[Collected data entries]
────────────────────

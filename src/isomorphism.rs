//! Isomorphism and automorphism search on decorated graphs.
//!
//! Both graphs must have their invariants computed. The search enumerates
//! only vertex permutations that respect the invariant partition, then
//! checks that every pairwise incidence-decoration multiset matches. This
//! is worst-case factorial in the group sizes but the invariant partition
//! prunes it hard in practice.

use itertools::Itertools;

use crate::graph::Graph;
use crate::poly::Poly;

/// A graph isomorphism as a vertex map together with an induced edge map.
pub type Isomorphism = (Vec<usize>, Vec<usize>);

fn vertex_maps<'a>(g1: &'a Graph, g2: &'a Graph) -> impl Iterator<Item = Vec<usize>> + 'a {
    let group1 = g1.vertex_groupings();
    let group2 = g2.vertex_groupings();
    let nv = g1.num_vertices();
    group1
        .iter()
        .map(|group| (0..group.len()).permutations(group.len()).collect_vec())
        .multi_cartesian_product()
        .map(move |sigma_data| {
            let mut sigma = vec![0; nv];
            for (i, group) in group1.iter().enumerate() {
                for (j, &v) in group.iter().enumerate() {
                    sigma[v] = group2[i][sigma_data[i][j]];
                }
            }
            sigma
        })
}

/// The sorted multiset of decorated incidences between vertices `i` and `j`.
fn pair_profile(g: &Graph, i: usize, j: usize) -> Vec<(Poly, Poly)> {
    let mut l: Vec<(Poly, Poly)> = g
        .edges
        .iter()
        .filter(|e| !e.ends[i].is_zero() && !e.ends[j].is_zero())
        .map(|e| (e.ends[i].clone(), e.ends[j].clone()))
        .collect();
    l.sort();
    l
}

fn respects_incidences(g1: &Graph, g2: &Graph, sigma: &[usize]) -> bool {
    let nv = g1.num_vertices();
    for i in 0..nv {
        for j in 0..i {
            if pair_profile(g1, i, j) != pair_profile(g2, sigma[i], sigma[j]) {
                return false;
            }
        }
    }
    true
}

/// Whether two graphs with precomputed invariants are isomorphic.
pub fn graph_isomorphic(g1: &Graph, g2: &Graph) -> bool {
    if g1.invariant() != g2.invariant() {
        return false;
    }
    vertex_maps(g1, g2).any(|sigma| respects_incidences(g1, g2, &sigma))
}

/// All isomorphisms from `g1` to `g2`, as vertex maps with the induced
/// edge maps. Edge columns that are indistinguishable (identical marking
/// and incidence data) are permuted in all ways, so parallel edges yield
/// multiple isomorphisms per vertex map. With `only_one` the search stops
/// at the first hit.
pub fn graph_list_isomorphisms(g1: &Graph, g2: &Graph, only_one: bool) -> Vec<Isomorphism> {
    if g1.invariant() != g2.invariant() {
        return Vec::new();
    }
    let nc = g1.num_edges();
    let mut isom_list = Vec::new();
    for sigma in vertex_maps(g1, g2) {
        if !respects_incidences(g1, g2, &sigma) {
            continue;
        }
        // Column signatures: marking plus incidence entries, g2's rows
        // permuted through sigma so equal signatures mean matchable edges.
        let cols1: Vec<(u32, Vec<Poly>)> = g1
            .edges
            .iter()
            .map(|e| (e.marking, e.ends.clone()))
            .collect();
        let cols2: Vec<(u32, Vec<Poly>)> = g2
            .edges
            .iter()
            .map(|e| {
                (
                    e.marking,
                    (0..g1.num_vertices()).map(|i| e.ends[sigma[i]].clone()).collect(),
                )
            })
            .collect();
        let mut edge_group1: Vec<Vec<usize>> = Vec::new();
        let mut edge_group2: Vec<Vec<usize>> = Vec::new();
        let mut used = vec![false; nc];
        for j in 0..nc {
            if used[j] {
                continue;
            }
            let mut grp1 = Vec::new();
            let mut grp2 = Vec::new();
            for k in 0..nc {
                if cols1[k] == cols1[j] {
                    grp1.push(k);
                    used[k] = true;
                }
                if cols2[k] == cols1[j] {
                    grp2.push(k);
                }
            }
            edge_group1.push(grp1);
            edge_group2.push(grp2);
        }
        for edge_sigma_data in edge_group1
            .iter()
            .map(|group| (0..group.len()).permutations(group.len()).collect_vec())
            .multi_cartesian_product()
        {
            let mut edge_sigma = vec![0; nc];
            for (i, group) in edge_group1.iter().enumerate() {
                for (j, &e) in group.iter().enumerate() {
                    edge_sigma[e] = edge_group2[i][edge_sigma_data[i][j]];
                }
            }
            isom_list.push((sigma.clone(), edge_sigma));
            if only_one {
                return isom_list;
            }
        }
    }
    isom_list
}

/// Order of the automorphism group, including the factor 2 per symmetric
/// loop and the multiset automorphisms of indistinguishable parallel
/// edges and legs that the vertex-permutation count misses.
pub fn count_automorphisms(g: &Graph) -> i64 {
    let nv = g.num_vertices();
    let mut count = vertex_maps(g, g)
        .filter(|sigma| respects_incidences(g, g, sigma))
        .count() as i64;
    for i in 0..nv {
        for e in &g.edges {
            if e.ends[i].coeff(0) == 2 && e.ends[i].coeff(1) == e.ends[i].coeff(2) {
                count *= 2;
            }
        }
        let local: Vec<(u32, Poly)> = g
            .edges
            .iter()
            .filter(|e| {
                !e.ends[i].is_zero() && (0..nv).filter(|&v| !e.ends[v].is_zero()).count() == 1
            })
            .map(|e| (e.marking, e.ends[i].clone()))
            .collect();
        count *= arith::aut(local);
        for j in 0..i {
            count *= arith::aut(pair_profile(g, i, j));
        }
    }
    count
}

/// Orbits of the vertices under the automorphism group.
pub fn vertex_orbits(g: &Graph) -> Vec<Vec<usize>> {
    let nv = g.num_vertices();
    let isom_list: Vec<Vec<usize>> = vertex_maps(g, g)
        .filter(|sigma| respects_incidences(g, g, sigma))
        .collect();
    let mut orbit_list = Vec::new();
    let mut used = vec![false; nv];
    while let Some(i) = (0..nv).find(|&v| !used[v]) {
        let mut orbit = Vec::new();
        for sigma in &isom_list {
            if !orbit.contains(&sigma[i]) {
                orbit.push(sigma[i]);
                used[sigma[i]] = true;
            }
        }
        orbit.sort_unstable();
        orbit_list.push(orbit);
    }
    orbit_list
}

#[cfg(test)]
mod tests {
    use super::*;

    fn two_vertex_chain(g1: i64, g2: i64) -> Graph {
        let mut g = Graph::from_genus_list(&[g1, g2]);
        g.add_edge(Some(0), Some(1), 0);
        g.compute_invariant();
        g
    }

    #[test]
    fn test_isomorphic_relabeled() {
        let g1 = two_vertex_chain(1, 2);
        let g2 = two_vertex_chain(2, 1);
        assert!(graph_isomorphic(&g1, &g2));
        assert!(graph_isomorphic(&g1, &g1));
        let g3 = two_vertex_chain(1, 3);
        assert!(!graph_isomorphic(&g1, &g3));
    }

    #[test]
    fn test_count_automorphisms() {
        // two genus-1 vertices joined by an edge: swap symmetry only
        let g = two_vertex_chain(1, 1);
        assert_eq!(count_automorphisms(&g), 2);
        assert_eq!(vertex_orbits(&g), vec![vec![0, 1]]);

        // distinct genera: rigid
        let g = two_vertex_chain(1, 2);
        assert_eq!(count_automorphisms(&g), 1);

        // a plain loop: the two half-edges swap
        let mut g = Graph::from_genus_list(&[1]);
        g.add_edge(Some(0), Some(0), 0);
        g.compute_invariant();
        assert_eq!(count_automorphisms(&g), 2);

        // double edge between two genus-1 vertices: 2 (vertices) * 2 (edges)
        let mut g = Graph::from_genus_list(&[1, 1]);
        g.add_edge(Some(0), Some(1), 0);
        g.add_edge(Some(0), Some(1), 0);
        g.compute_invariant();
        assert_eq!(count_automorphisms(&g), 4);
    }

    #[test]
    fn test_list_isomorphisms_parallel_edges() {
        let mut g = Graph::from_genus_list(&[1, 1]);
        g.add_edge(Some(0), Some(1), 0);
        g.add_edge(Some(0), Some(1), 0);
        g.compute_invariant();
        // 2 vertex maps x 2 edge relabelings
        assert_eq!(graph_list_isomorphisms(&g, &g, false).len(), 4);
        assert_eq!(graph_list_isomorphisms(&g, &g, true).len(), 1);
    }
}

────────────────────

§ Exercise brief: Of the lines above, extract only those from the line with "let isom_list: Vec<Vec<usize>>" to the line with "2 edge relabelings", both included, exactly as written.

§ Answer:
    let isom_list: Vec<Vec<usize>> = vertex_maps(g, g)
        .filter(|sigma| respects_incidences(g, g, sigma))
        .collect();
    let mut orbit_list = Vec::new();
    let mut used = vec![false; nv];
    while let Some(i) = (0..nv).find(|&v| !used[v]) {
        let mut orbit = Vec::new();
        for sigma in &isom_list {
            if !orbit.contains(&sigma[i]) {
                orbit.push(sigma[i]);
                used[sigma[i]] = true;
            }
        }
        orbit.sort_unstable();
        orbit_list.push(orbit);
    }
    orbit_list
}

#[cfg(test)]
mod tests {
    use super::*;

    fn two_vertex_chain(g1: i64, g2: i64) -> Graph {
        let mut g = Graph::from_genus_list(&[g1, g2]);
        g.add_edge(Some(0), Some(1), 0);
        g.compute_invariant();
        g
    }

    #[test]
    fn test_isomorphic_relabeled() {
        let g1 = two_vertex_chain(1, 2);
        let g2 = two_vertex_chain(2, 1);
        assert!(graph_isomorphic(&g1, &g2));
        assert!(graph_isomorphic(&g1, &g1));
        let g3 = two_vertex_chain(1, 3);
        assert!(!graph_isomorphic(&g1, &g3));
    }

    #[test]
    fn test_count_automorphisms() {
        // two genus-1 vertices joined by an edge: swap symmetry only
        let g = two_vertex_chain(1, 1);
        assert_eq!(count_automorphisms(&g), 2);
        assert_eq!(vertex_orbits(&g), vec![vec![0, 1]]);

        // distinct genera: rigid
        let g = two_vertex_chain(1, 2);
        assert_eq!(count_automorphisms(&g), 1);

        // a plain loop: the two half-edges swap
        let mut g = Graph::from_genus_list(&[1]);
        g.add_edge(Some(0), Some(0), 0);
        g.compute_invariant();
        assert_eq!(count_automorphisms(&g), 2);

        // double edge between two genus-1 vertices: 2 (vertices) * 2 (edges)
        let mut g = Graph::from_genus_list(&[1, 1]);
        g.add_edge(Some(0), Some(1), 0);
        g.add_edge(Some(0), Some(1), 0);
        g.compute_invariant();
        assert_eq!(count_automorphisms(&g), 4);
    }

    #[test]
    fn test_list_isomorphisms_parallel_edges() {
        let mut g = Graph::from_genus_list(&[1, 1]);
        g.add_edge(Some(0), Some(1), 0);
        g.add_edge(Some(0), Some(1), 0);
        g.compute_invariant();
        // 2 vertex maps x 2 edge relabelings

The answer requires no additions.